MUHAMMADIYAH.OR.ID, YOGYAKARTA – Halim Ambiya, Cendekiawan Muslim yang menggerakkan komunitas Tasawuf Underground, terinspirasi membuat gerakan karena ingat dengan sang kakek yang menceritakan surat Al-Maun.
Semasa kecil dulu, Halim kerap diajarkan belajar surat Al-Ma’un oleh Kakeknya. Kalau ditanya surat apa yang dibaca sang kakek maka yang sering dibaca adalah surat Al-maun.
“Suatu ketika saya memberanikan diri bertanya pada kakek saya apa kakek tidak hafal surat yang lain, kemudian kakeknya menceritakan kisah tentang Kiai Haji Ahmad Dahlan,” ungkapnya, Ahad (24/1), pada kegiatan Lembaga Penelitian dan Pengembangan Sumber Daya Insanisa (Lapsi) PP Ikatan Pelajar Muhammadiyah (IPM).
Halim bernostalgia lagi dengan cerita kakeknya bahwa dulu Kiai Ahmad Dahlan selalu membaca Al-ma’un saat menjadi imam, dan ditanya mengapa membaca surat Al-Maun terus menurus. Kiai Dahlan menjawab karena saya belum mengamalkan sepenuhnya dari surat Al-maun.
“Masih banyak persoalan, masih banyak yatim piatu terlantar, masih banyak miskin dan dhuafa yang belum tersentuh umat muslim. Ini menjadi cerita yang sangat menyentuh hati saya.
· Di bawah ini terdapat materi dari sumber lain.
//! Cache Entry Module
//!
//! Value and bookkeeping types shared by the backends.

use std::collections::BTreeMap;
use std::fmt;
use std::path::{Path, PathBuf};
use std::sync::Arc;
use std::time::Duration;

use serde::{Deserialize, Serialize};
use tokio::time::Instant;

use crate::error::{CacheError, Result};

/// File extension of the raw payload file.
pub const BLOB_EXTENSION: &str = "blob";
/// File extension of the JSON metadata file.
pub const METADATA_EXTENSION: &str = "metadata";

// == Binary Data ==
/// Opaque payload plus string metadata, stored by the disk and remote caches.
///
/// An empty `metadata` map stands for "no metadata".
#[derive(Debug, Clone, Default, PartialEq, Eq, Serialize, Deserialize)]
pub struct BinaryData {
    pub data: Vec<u8>,
    #[serde(default)]
    pub metadata: BTreeMap<String, String>,
}

impl BinaryData {
    pub fn new(data: impl Into<Vec<u8>>) -> Self {
        Self {
            data: data.into(),
            metadata: BTreeMap::new(),
        }
    }

    /// Adds one metadata pair.
    pub fn with_metadata(mut self, key: impl Into<String>, value: impl Into<String>) -> Self {
        self.metadata.insert(key.into(), value.into());
        self
    }
}

// == Disk Entry ==
/// Locator of a disk-backed entry: the blob and metadata file paths.
///
/// Returned instead of the payload so callers can stream the blob file.
#[derive(Debug, Clone, PartialEq, Eq, Hash)]
pub struct DiskEntry {
    pub blob_file: PathBuf,
    pub metadata_file: PathBuf,
}

impl DiskEntry {
    /// Builds the locator of `key` under `folder`. The key is used verbatim.
    pub fn locate(folder: &Path, key: &str) -> Self {
        Self {
            blob_file: folder.join(format!("{key}.{BLOB_EXTENSION}")),
            metadata_file: folder.join(format!("{key}.{METADATA_EXTENSION}")),
        }
    }

    /// Reads the payload and metadata back into memory.
    pub async fn load(&self) -> Result<BinaryData> {
        let data = tokio::fs::read(&self.blob_file)
            .await
            .map_err(|e| CacheError::io(&self.blob_file, e))?;
        let raw = tokio::fs::read(&self.metadata_file)
            .await
            .map_err(|e| CacheError::io(&self.metadata_file, e))?;
        let metadata = serde_json::from_slice(&raw)?;
        Ok(BinaryData { data, metadata })
    }
}

// == Ttl ==
/// Lifetime policy of the memory cache.
///
/// Either one duration for every entry, or a supplier evaluated against the
/// stored value each time its age is checked.
pub enum Ttl<V> {
    Fixed(Duration),
    PerValue(Arc<dyn Fn(&V) -> Duration + Send + Sync>),
}

impl<V> Ttl<V> {
    pub fn per_value<F>(supplier: F) -> Self
    where
        F: Fn(&V) -> Duration + Send + Sync + 'static,
    {
        Ttl::PerValue(Arc::new(supplier))
    }

    /// Effective lifetime of `value`.
    pub fn of(&self, value: &V) -> Duration {
        match self {
            Ttl::Fixed(ttl) => *ttl,
            Ttl::PerValue(supplier) => supplier(value),
        }
    }
}

impl<V> From<Duration> for Ttl<V> {
    fn from(ttl: Duration) -> Self {
        Ttl::Fixed(ttl)
    }
}

impl<V> Clone for Ttl<V> {
    fn clone(&self) -> Self {
        match self {
            Ttl::Fixed(ttl) => Ttl::Fixed(*ttl),
            Ttl::PerValue(supplier) => Ttl::PerValue(Arc::clone(supplier)),
        }
    }
}

impl<V> fmt::Debug for Ttl<V> {
    fn fmt(&self, f: &mut fmt::Formatter<'_>) -> fmt::Result {
        match self {
            Ttl::Fixed(ttl) => f.debug_tuple("Fixed").field(ttl).finish(),
            Ttl::PerValue(_) => f.write_str("PerValue(..)"),
        }
    }
}

// == Memory Entry ==
/// A value held by the memory cache, stamped with its insertion time.
#[derive(Debug, Clone)]
pub(crate) struct MemoryEntry<V> {
    pub(crate) value: V,
    pub(crate) inserted_at: Instant,
}

impl<V> MemoryEntry<V> {
    pub(crate) fn new(value: V) -> Self {
        Self {
            value,
            inserted_at: Instant::now(),
        }
    }

    // == Is Expired ==
    /// An entry is expired once its full TTL has elapsed: `age >= ttl`.
    pub(crate) fn is_expired(&self, ttl: &Ttl<V>, now: Instant) -> bool {
        now.saturating_duration_since(self.inserted_at) >= ttl.of(&self.value)
    }
}
//! Throttle Module
//!
//! Drops calls that arrive too soon after the last executed one.

use std::time::Duration;

use parking_lot::Mutex;
use tokio::time::Instant;

// == Throttle ==
/// Rate limiter for a maintenance action.
///
/// A call runs only when more than `interval` has passed since the last call
/// that ran; otherwise it is discarded, never queued. The window starts at
/// construction, so the first call inside `interval` is dropped too.
#[derive(Debug)]
pub struct Throttle {
    interval: Duration,
    last_run: Mutex<Instant>,
}

impl Throttle {
    pub fn new(interval: Duration) -> Self {
        Self {
            interval,
            last_run: Mutex::new(Instant::now()),
        }
    }

    // == Try Acquire ==
    /// Returns `true` and restarts the window if a call may run now.
    pub fn try_acquire(&self) -> bool {
        let now = Instant::now();
        let mut last = self.last_run.lock();
        if now.duration_since(*last) > self.interval {
            *last = now;
            true
        } else {
            false
        }
    }

    // == Call ==
    /// Runs `action` unless throttled. Returns whether it ran.
    pub fn call<F: FnOnce()>(&self, action: F) -> bool {
        let acquired = self.try_acquire();
        if acquired {
            action();
        }
        acquired
    }

    pub fn interval(&self) -> Duration {
        self.interval
    }
}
Itu menjadi pemicu (pemikiran untuk memiliki gerakan),” ujarnya.
Kemudian Halim mendirikan komitas tasawuf underground, awalnya posting kalimat-kalimat hikmah dari sufi-sufi terbesar ternama. Tasawuf underground mewarnai khazanah pemikiran Islam dengan berbeda tidak hanya secara klasik. Wawasan ap aitu tassawuf dan tidak keluar dari koridor Islam.
Metode Dakwah bagi Anak Punk
“Lambat laun saya memberikan diri untuk masuk ranah dakwah, saya melihat anak-anak punk yang tidak terjamah ranah dakwah ini,” kata dia.
Contohnya saja, anak-anak punk jauh dari Masjid. Masjid menjadi tempat yang tidak menarik bagi mereka karena mereka telah terstigma negatif oleh keberadaan mereka. Hingga akhirnya mereka memilih mencari pom bensin yang ada musholanya 24 jam sehingga bisa beribadah atau numpang mandi tanpa dicurigai orang lain.
“Karena seolah-olah Masjid tidak menjadi tempat untuk para pendosa mengadu, seolah-olah masjid tempat hanya untuk orang-orang suci. Padahal seharusnya masjid menjadi Oase bagi siapa saja untuk berteduh terlepas dia salat maupun tidak. Tetapi perspektif seperti ini jarang dimiliki oleh kita. Sehingga dakwah Islam tidak masuk bagi mereka, karena dianggap masjid terlalu angkuh,” jelasnya.
Maka, Halim mencoba metode lain untuk mendekati anak-anak punk. Lambat laun pendekatan dengan metode yang berbeda justru menarik mereka untuk diajarkan sholat dan ngaji. Dari sanalah komunitas Halim terus berkembang.